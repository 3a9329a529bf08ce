pub use sea_orm_migration::prelude::*;

mod m20240101_000001_create_settings_table;

pub struct Migrator;

#[async_trait::async_trait]
impl MigratorTrait for Migrator {
    fn migrations() -> Vec<Box<dyn MigrationTrait>> {
        vec![Box::new(m20240101_000001_create_settings_table::Migration)]
    }
}
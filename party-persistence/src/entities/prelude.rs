pub use super::settings::Entity as Settings;
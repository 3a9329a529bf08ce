pub mod connection;
pub mod entities;
pub mod repositories;

pub use connection::*;
pub use repositories::*;
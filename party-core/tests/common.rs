#![allow(dead_code)]

use party_core::{MatchConfig, MatchEvent, MatchEventHandler, PromptPicker, TurnScheduler};
use party_types::{Difficulty, Phase, Player, Prompt, PromptPlan, Signal};
use std::collections::VecDeque;
use std::sync::{Arc, Mutex};

/// Replays scripted indices, then keeps picking the first entry
#[derive(Debug, Default)]
pub struct ScriptedPicker {
    picks: VecDeque<usize>,
}

impl ScriptedPicker {
    pub fn new(picks: &[usize]) -> Self {
        Self {
            picks: picks.iter().copied().collect(),
        }
    }
}

impl PromptPicker for ScriptedPicker {
    fn pick(&mut self, len: usize) -> usize {
        self.picks.pop_front().unwrap_or(0) % len
    }
}

pub type TestScheduler = TurnScheduler<ScriptedPicker>;

/// Two prompts per difficulty, easy first
pub fn create_test_pool() -> Vec<Prompt> {
    vec![
        Prompt::new("cat", "Animals", Difficulty::Easy),
        Prompt::new("sun", "Nature", Difficulty::Easy),
        Prompt::new("guitar", "Music", Difficulty::Medium),
        Prompt::new("rainbow", "Nature", Difficulty::Medium),
        Prompt::new("lighthouse", "Places", Difficulty::Hard),
        Prompt::new("volcano", "Nature", Difficulty::Hard),
    ]
}

/// Creates a scheduler in `Setup` with the given roster
pub fn create_scheduler(names: &[&str], max_rounds: u32) -> TestScheduler {
    let config = MatchConfig {
        max_rounds,
        ..MatchConfig::default()
    };
    let mut scheduler = TurnScheduler::with_picker(config, ScriptedPicker::default())
        .expect("default config is valid");
    for name in names {
        scheduler
            .handle(Signal::AddPlayer {
                name: name.to_string(),
            })
            .expect("roster is open in setup");
    }
    scheduler
}

/// Creates a standard two player, one round match
pub fn create_standard_scheduler() -> TestScheduler {
    create_scheduler(&["Alice", "Bob"], 1)
}

/// Drives the scheduler forward until it reaches `target`.
/// Drawing turns are skipped unless the target is `ConfirmingScore`.
pub fn advance_to_phase(scheduler: &mut TestScheduler, target: Phase) {
    for _ in 0..1000 {
        let phase = scheduler.state().phase;
        if phase == target {
            return;
        }
        let signal = match phase {
            Phase::Setup => Signal::StartMatch {
                plan: PromptPlan::Generated,
            },
            Phase::Loading => Signal::PromptsLoaded {
                prompts: create_test_pool(),
            },
            Phase::PreTurn => Signal::Ready,
            Phase::ChoosingPrompt => Signal::ChoosePrompt { index: 0 },
            Phase::Drawing if target == Phase::ConfirmingScore => Signal::MarkCorrect,
            Phase::Drawing => Signal::Skip,
            Phase::ConfirmingScore => Signal::SubmitScore,
            Phase::PostTurn => Signal::NextTurn,
            Phase::RoundLeaderboard => Signal::ContinueFromLeaderboard,
            Phase::GameOver => panic!("match ended before reaching {:?}", target),
        };
        scheduler
            .handle(signal)
            .unwrap_or_else(|e| panic!("advancing from {:?} failed: {}", phase, e));
    }
    panic!("never reached {:?}", target);
}

/// Sends `count` ticks tagged with the live countdown epoch
pub fn tick_n(scheduler: &mut TestScheduler, count: u32) {
    for _ in 0..count {
        let epoch = scheduler.state().countdown_epoch;
        scheduler.handle(Signal::Tick { epoch }).unwrap();
    }
}

/// Plays the current turn from `Drawing`: waits `elapsed` seconds, then
/// confirms the named guessers. An empty list skips the turn.
pub fn resolve_turn(scheduler: &mut TestScheduler, elapsed: u32, guessers: &[&str]) {
    assert_eq!(scheduler.state().phase, Phase::Drawing);
    tick_n(scheduler, elapsed);

    if guessers.is_empty() {
        scheduler.handle(Signal::Skip).unwrap();
        return;
    }

    scheduler.handle(Signal::MarkCorrect).unwrap();
    for name in guessers {
        let player_id = get_player_by_name(scheduler, name)
            .unwrap_or_else(|| panic!("no player named {}", name))
            .id;
        scheduler
            .handle(Signal::ToggleGuesser { player_id })
            .unwrap();
    }
    scheduler.handle(Signal::SubmitScore).unwrap();
}

pub fn get_player_by_name<'a>(scheduler: &'a TestScheduler, name: &str) -> Option<&'a Player> {
    scheduler.state().players.iter().find(|p| p.name == name)
}

pub fn score_of(scheduler: &TestScheduler, name: &str) -> u32 {
    get_player_by_name(scheduler, name).map_or(0, |p| p.score)
}

pub fn assert_phase(scheduler: &TestScheduler, expected: Phase) {
    assert_eq!(
        scheduler.state().phase,
        expected,
        "Expected phase {:?}, got {:?}",
        expected,
        scheduler.state().phase
    );
}

/// Event collector for testing event emissions
#[derive(Clone, Default)]
pub struct EventCollector {
    events: Arc<Mutex<Vec<MatchEvent>>>,
}

impl EventCollector {
    pub fn new() -> Self {
        Self::default()
    }

    pub fn get_events(&self) -> Vec<MatchEvent> {
        self.events.lock().unwrap().clone()
    }

    pub fn clear(&self) {
        self.events.lock().unwrap().clear();
    }

    pub fn last_event(&self) -> Option<MatchEvent> {
        self.events.lock().unwrap().last().cloned()
    }

    pub fn count_matching(&self, check_fn: impl Fn(&MatchEvent) -> bool) -> usize {
        self.events.lock().unwrap().iter().filter(|e| check_fn(e)).count()
    }

    pub fn has_event_type(&self, check_fn: impl Fn(&MatchEvent) -> bool) -> bool {
        self.events.lock().unwrap().iter().any(check_fn)
    }
}

impl MatchEventHandler for EventCollector {
    fn handle_event(&mut self, event: MatchEvent) {
        self.events.lock().unwrap().push(event);
    }
}
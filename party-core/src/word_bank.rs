use std::collections::HashSet;

use party_types::{BankId, Difficulty, MatchError, Prompt, WordBank};
use tracing::{debug, info};
use uuid::Uuid;

pub const CLASSIC_BANK_ID: &str = "classic-pack";
pub const CLASSIC_BANK_NAME: &str = "Classic Pack";

const CLASSIC_EASY: &[&str] = &[
    "cat", "dog", "sun", "tree", "house", "fish", "car", "apple", "ball", "star", "moon", "hat",
];
const CLASSIC_MEDIUM: &[&str] = &[
    "guitar", "rainbow", "bicycle", "castle", "pirate", "snowman", "dragon", "robot", "volcano",
    "camera", "umbrella", "penguin",
];
const CLASSIC_HARD: &[&str] = &[
    "lighthouse", "time machine", "skyscraper", "photosynthesis", "black hole", "traffic jam",
    "jellyfish", "earthquake", "submarine", "constellation",
];

/// The built-in bank used when nothing has been saved yet
pub fn classic_pack() -> WordBank {
    let owned = |words: &[&str]| words.iter().map(|w| w.to_string()).collect();
    WordBank {
        id: CLASSIC_BANK_ID.to_string(),
        name: CLASSIC_BANK_NAME.to_string(),
        easy: owned(CLASSIC_EASY),
        medium: owned(CLASSIC_MEDIUM),
        hard: owned(CLASSIC_HARD),
    }
}

/// Parse user-entered words: one per line or comma separated.
/// Blank entries and `#` comments are skipped, duplicates dropped case-insensitively.
pub fn parse_word_list(text: &str) -> Vec<String> {
    let mut seen = HashSet::new();
    text.lines()
        .filter(|line| !line.trim_start().starts_with('#'))
        .flat_map(|line| line.split(','))
        .map(str::trim)
        .filter(|word| !word.is_empty())
        .filter(|word| seen.insert(word.to_lowercase()))
        .map(str::to_string)
        .collect()
}

/// The editable collection of word banks plus the current selection.
/// A selection of `None`, or an id with no bank, is the empty sentinel.
#[derive(Debug, Clone, PartialEq, Eq)]
pub struct BankCatalog {
    banks: Vec<WordBank>,
    selected: Option<BankId>,
}

impl Default for BankCatalog {
    fn default() -> Self {
        Self {
            banks: vec![classic_pack()],
            selected: Some(CLASSIC_BANK_ID.to_string()),
        }
    }
}

impl BankCatalog {
    /// Build a catalog from stored parts. An unknown selection falls back to the first bank.
    pub fn new(banks: Vec<WordBank>, selected: Option<BankId>) -> Self {
        let selected = match selected {
            Some(id) if banks.iter().any(|b| b.id == id) => Some(id),
            _ => banks.first().map(|b| b.id.clone()),
        };
        Self { banks, selected }
    }

    pub fn banks(&self) -> &[WordBank] {
        &self.banks
    }

    pub fn selected_id(&self) -> Option<&str> {
        self.selected.as_deref()
    }

    pub fn get(&self, bank_id: &str) -> Option<&WordBank> {
        self.banks.iter().find(|b| b.id == bank_id)
    }

    pub fn active(&self) -> Option<&WordBank> {
        self.selected.as_deref().and_then(|id| self.get(id))
    }

    /// Create an empty bank and select it
    pub fn create(&mut self, name: &str) -> Result<BankId, MatchError> {
        let name = name.trim();
        if name.is_empty() {
            return Err(MatchError::EmptyBankName);
        }
        let id = Uuid::new_v4().to_string();
        self.banks.push(WordBank {
            id: id.clone(),
            name: name.to_string(),
            easy: Vec::new(),
            medium: Vec::new(),
            hard: Vec::new(),
        });
        self.selected = Some(id.clone());
        info!("Created word bank '{}' ({})", name, id);
        Ok(id)
    }

    pub fn select(&mut self, bank_id: &str) -> Result<(), MatchError> {
        if self.get(bank_id).is_none() {
            return Err(not_found(bank_id));
        }
        self.selected = Some(bank_id.to_string());
        Ok(())
    }

    /// Delete a bank. Returns `Ok(false)` without changing anything when it
    /// is the last one left. Deleting the active bank selects the first
    /// remaining bank.
    pub fn delete(&mut self, bank_id: &str) -> Result<bool, MatchError> {
        let index = self
            .banks
            .iter()
            .position(|b| b.id == bank_id)
            .ok_or_else(|| not_found(bank_id))?;

        if self.banks.len() <= 1 {
            debug!("Refusing to delete the last word bank {}", bank_id);
            return Ok(false);
        }

        let removed = self.banks.remove(index);
        if self.selected.as_deref() == Some(bank_id) {
            self.selected = self.banks.first().map(|b| b.id.clone());
        }
        info!("Deleted word bank '{}' ({})", removed.name, removed.id);
        Ok(true)
    }

    pub fn rename(&mut self, bank_id: &str, name: &str) -> Result<(), MatchError> {
        let name = name.trim();
        if name.is_empty() {
            return Err(MatchError::EmptyBankName);
        }
        let bank = self.get_mut(bank_id)?;
        bank.name = name.to_string();
        Ok(())
    }

    /// Replace one difficulty list with words parsed from `text`.
    /// `Custom` edits the easy list. Returns the number of words kept.
    pub fn set_words(
        &mut self,
        bank_id: &str,
        difficulty: Difficulty,
        text: &str,
    ) -> Result<usize, MatchError> {
        let words = parse_word_list(text);
        let count = words.len();
        let bank = self.get_mut(bank_id)?;
        *bank.words_mut(difficulty) = words;
        Ok(count)
    }

    /// Words available for a match from the active bank
    pub fn usable_word_count(&self) -> usize {
        self.active().map_or(0, WordBank::word_count)
    }

    /// The active bank as a prompt pool, easy list first, then medium, then
    /// hard. Category is the bank name. Every word is tagged `Custom`, so
    /// bank words score the custom tier and fill the easy bucket.
    pub fn active_pool(&self) -> Vec<Prompt> {
        let Some(bank) = self.active() else {
            return Vec::new();
        };
        Difficulty::TARGETED
            .iter()
            .flat_map(|difficulty| {
                bank.words(*difficulty).iter().map(move |word| {
                    Prompt::new(word.clone(), bank.name.clone(), Difficulty::Custom)
                })
            })
            .collect()
    }

    fn get_mut(&mut self, bank_id: &str) -> Result<&mut WordBank, MatchError> {
        self.banks
            .iter_mut()
            .find(|b| b.id == bank_id)
            .ok_or_else(|| not_found(bank_id))
    }
}

fn not_found(bank_id: &str) -> MatchError {
    MatchError::BankNotFound {
        bank_id: bank_id.to_string(),
    }
}
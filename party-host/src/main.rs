use anyhow::Result;
use tokio::io::{AsyncBufReadExt, BufReader};
use tracing::{info, warn};

use party_host::{HostConfig, MatchHost, init_tracing};
use party_types::{MatchState, Phase, Signal, WordSource};

const HELP: &str = "commands: add <name> | remove <name> | start | ready | choose <n> | correct \
| toggle <name> | cancel | submit | skip | next | continue | end | new | exit \
| source <ai|custom> | state | hint | quit";

#[tokio::main]
async fn main() -> Result<()> {
    init_tracing();

    let config = HostConfig::from_env()?;
    info!("Starting Sketch Party host...");
    let host = MatchHost::from_config(&config).await?;

    let mut events = host.subscribe_events();
    tokio::spawn(async move {
        while let Ok(event) = events.recv().await {
            info!("{:?}", event);
        }
    });
    let mut notices = host.subscribe_notices();
    tokio::spawn(async move {
        while let Ok(notice) = notices.recv().await {
            warn!("{:?}", notice);
        }
    });

    println!("{}", HELP);
    let mut lines = BufReader::new(tokio::io::stdin()).lines();
    while let Some(line) = lines.next_line().await? {
        let line = line.trim();
        if line == "quit" {
            break;
        }
        if let Err(e) = run_command(&host, line).await {
            println!("error: {}", e);
        }
    }

    host.shutdown();
    info!("Host stopped.");
    Ok(())
}

async fn run_command(host: &MatchHost, line: &str) -> Result<()> {
    let (command, arg) = line.split_once(' ').unwrap_or((line, ""));
    let arg = arg.trim();

    let signal = match command {
        "add" => Signal::AddPlayer {
            name: arg.to_string(),
        },
        "remove" => Signal::RemovePlayer {
            player_id: player_id(&host.snapshot().await, arg)?,
        },
        "start" => {
            host.start_match().await?;
            return Ok(());
        }
        "ready" => Signal::Ready,
        "choose" => Signal::ChoosePrompt {
            index: arg.parse()?,
        },
        "correct" => Signal::MarkCorrect,
        "toggle" => Signal::ToggleGuesser {
            player_id: player_id(&host.snapshot().await, arg)?,
        },
        "cancel" => Signal::CancelConfirm,
        "submit" => Signal::SubmitScore,
        "skip" => Signal::Skip,
        "next" => Signal::NextTurn,
        "continue" => Signal::ContinueFromLeaderboard,
        "end" => Signal::EndEarly,
        "new" => Signal::NewMatch,
        "exit" => Signal::Exit,
        "source" => {
            let source = WordSource::parse(arg)
                .ok_or_else(|| anyhow::anyhow!("unknown word source '{}'", arg))?;
            host.set_word_source(source).await?;
            return Ok(());
        }
        "state" => {
            print_state(&host.snapshot().await);
            return Ok(());
        }
        "hint" => {
            match host.hint().await.and_then(|h| h.masked()) {
                Some(mask) => println!("{}", mask),
                None => println!("(hidden)"),
            }
            return Ok(());
        }
        _ => {
            println!("{}", HELP);
            return Ok(());
        }
    };

    host.dispatch(signal).await?;
    Ok(())
}

fn player_id(state: &MatchState, name: &str) -> Result<party_types::PlayerId> {
    state
        .players
        .iter()
        .find(|p| p.name.eq_ignore_ascii_case(name))
        .map(|p| p.id)
        .ok_or_else(|| anyhow::anyhow!("no player named '{}'", name))
}

fn print_state(state: &MatchState) {
    let turn = &state.turn;
    println!(
        "{:?} | round {}/{} | timer {}",
        state.phase, turn.round, turn.max_rounds, turn.timer
    );
    if let Some(drawer) = state.drawer() {
        println!("drawer: {}", drawer.name);
    }
    for (i, prompt) in turn.prompt_choices.iter().enumerate() {
        println!("  [{}] {} ({}, {:?})", i, prompt.word, prompt.category, prompt.difficulty);
    }
    for standing in state.standings() {
        println!("  #{} {} - {}", standing.rank, standing.name, standing.score);
    }
    if matches!(state.phase, Phase::RoundLeaderboard | Phase::GameOver) {
        let leaders: Vec<&str> = state.leaders().iter().map(|p| p.name.as_str()).collect();
        let label = if state.phase == Phase::GameOver { "winner" } else { "leading" };
        println!("{}: {}", label, leaders.join(", "));
    }
}
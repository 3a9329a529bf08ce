use sea_orm::entity::prelude::*;

#[derive(Clone, Debug, PartialEq, Eq, DeriveEntityModel)]
#[sea_orm(table_name = "settings")]
pub struct Model {
    #[sea_orm(primary_key, auto_increment = false)]
    pub key: String,
    #[sea_orm(column_type = "Text")]
    pub value: String,
    pub updated_at: DateTimeWithTimeZone,
}

#[derive(Copy, Clone, Debug, EnumIter, DeriveRelation)]
pub enum Relation {}

impl ActiveModelBehavior for ActiveModel {}
use serde::{Deserialize, Serialize};
use tracing::debug;

pub const DEFAULT_RESIZE_TOLERANCE: u32 = 150;

#[derive(Debug, Clone, Copy, PartialEq, Serialize, Deserialize)]
pub struct Point {
    pub x: f32,
    pub y: f32,
}

#[derive(Debug, Clone, PartialEq, Serialize, Deserialize)]
pub struct Stroke {
    pub color: String,
    pub width: f32,
    pub points: Vec<Point>,
}

#[derive(Debug, Clone, Copy, PartialEq, Serialize, Deserialize)]
pub enum PointerEvent {
    Down { x: f32, y: f32 },
    Move { x: f32, y: f32 },
    Up,
}

/// Pointer-to-stroke recorder backing the drawing canvas.
///
/// Input is only accepted while the recorder is active, which the host
/// ties to the `Drawing` phase.
#[derive(Debug, Clone)]
pub struct StrokeRecorder {
    strokes: Vec<Stroke>,
    current: Option<Stroke>,
    active: bool,
    color: String,
    width: f32,
    size: (u32, u32),
    resize_tolerance: u32,
}

impl Default for StrokeRecorder {
    fn default() -> Self {
        Self::new(DEFAULT_RESIZE_TOLERANCE)
    }
}

impl StrokeRecorder {
    pub fn new(resize_tolerance: u32) -> Self {
        Self {
            strokes: Vec::new(),
            current: None,
            active: false,
            color: "#000000".to_string(),
            width: 4.0,
            size: (0, 0),
            resize_tolerance,
        }
    }

    /// Deactivating commits any stroke still in progress
    pub fn set_active(&mut self, active: bool) {
        if !active {
            self.finish_stroke();
        }
        self.active = active;
    }

    pub fn set_brush(&mut self, color: impl Into<String>, width: f32) {
        self.color = color.into();
        self.width = width.max(0.5);
    }

    /// Returns whether the event was recorded
    pub fn handle_pointer(&mut self, event: PointerEvent) -> bool {
        if !self.active {
            return false;
        }

        match event {
            PointerEvent::Down { x, y } => {
                self.finish_stroke();
                self.current = Some(Stroke {
                    color: self.color.clone(),
                    width: self.width,
                    points: vec![Point { x, y }],
                });
                true
            }
            PointerEvent::Move { x, y } => match &mut self.current {
                Some(stroke) => {
                    stroke.points.push(Point { x, y });
                    true
                }
                None => false,
            },
            PointerEvent::Up => {
                let had_stroke = self.current.is_some();
                self.finish_stroke();
                had_stroke
            }
        }
    }

    pub fn strokes(&self) -> &[Stroke] {
        &self.strokes
    }

    /// In-progress stroke, if the pointer is down
    pub fn current(&self) -> Option<&Stroke> {
        self.current.as_ref()
    }

    pub fn is_blank(&self) -> bool {
        self.strokes.is_empty() && self.current.is_none()
    }

    pub fn clear(&mut self) {
        self.strokes.clear();
        self.current = None;
    }

    /// Track a new surface size. Drawings survive a change of at most
    /// `resize_tolerance` pixels on each axis and are cleared otherwise.
    /// Returns whether content was kept.
    pub fn resize(&mut self, width: u32, height: u32) -> bool {
        let (old_width, old_height) = self.size;
        self.size = (width, height);

        if old_width == 0 && old_height == 0 {
            return true;
        }

        let keep = old_width.abs_diff(width) <= self.resize_tolerance
            && old_height.abs_diff(height) <= self.resize_tolerance;
        if !keep {
            debug!(
                "Canvas resized {}x{} -> {}x{}, clearing",
                old_width, old_height, width, height
            );
            self.clear();
        }
        keep
    }

    pub fn size(&self) -> (u32, u32) {
        self.size
    }

    fn finish_stroke(&mut self) {
        if let Some(stroke) = self.current.take() {
            self.strokes.push(stroke);
        }
    }
}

Instructions for the task:
Look through the entries above and quote exactly the lines from the line with "for _ in 0..1000" to the line with "Plays the current", counting both of those lines.

Exercise response:
    for _ in 0..1000 {
        let phase = scheduler.state().phase;
        if phase == target {
            return;
        }
        let signal = match phase {
            Phase::Setup => Signal::StartMatch {
                plan: PromptPlan::Generated,
            },
            Phase::Loading => Signal::PromptsLoaded {
                prompts: create_test_pool(),
            },
            Phase::PreTurn => Signal::Ready,
            Phase::ChoosingPrompt => Signal::ChoosePrompt { index: 0 },
            Phase::Drawing if target == Phase::ConfirmingScore => Signal::MarkCorrect,
            Phase::Drawing => Signal::Skip,
            Phase::ConfirmingScore => Signal::SubmitScore,
            Phase::PostTurn => Signal::NextTurn,
            Phase::RoundLeaderboard => Signal::ContinueFromLeaderboard,
            Phase::GameOver => panic!("match ended before reaching {:?}", target),
        };
        scheduler
            .handle(signal)
            .unwrap_or_else(|e| panic!("advancing from {:?} failed: {}", phase, e));
    }
    panic!("never reached {:?}", target);
}

/// Sends `count` ticks tagged with the live countdown epoch
pub fn tick_n(scheduler: &mut TestScheduler, count: u32) {
    for _ in 0..count {
        let epoch = scheduler.state().countdown_epoch;
        scheduler.handle(Signal::Tick { epoch }).unwrap();
    }
}

/// Plays the current turn from `Drawing`: waits `elapsed` seconds, then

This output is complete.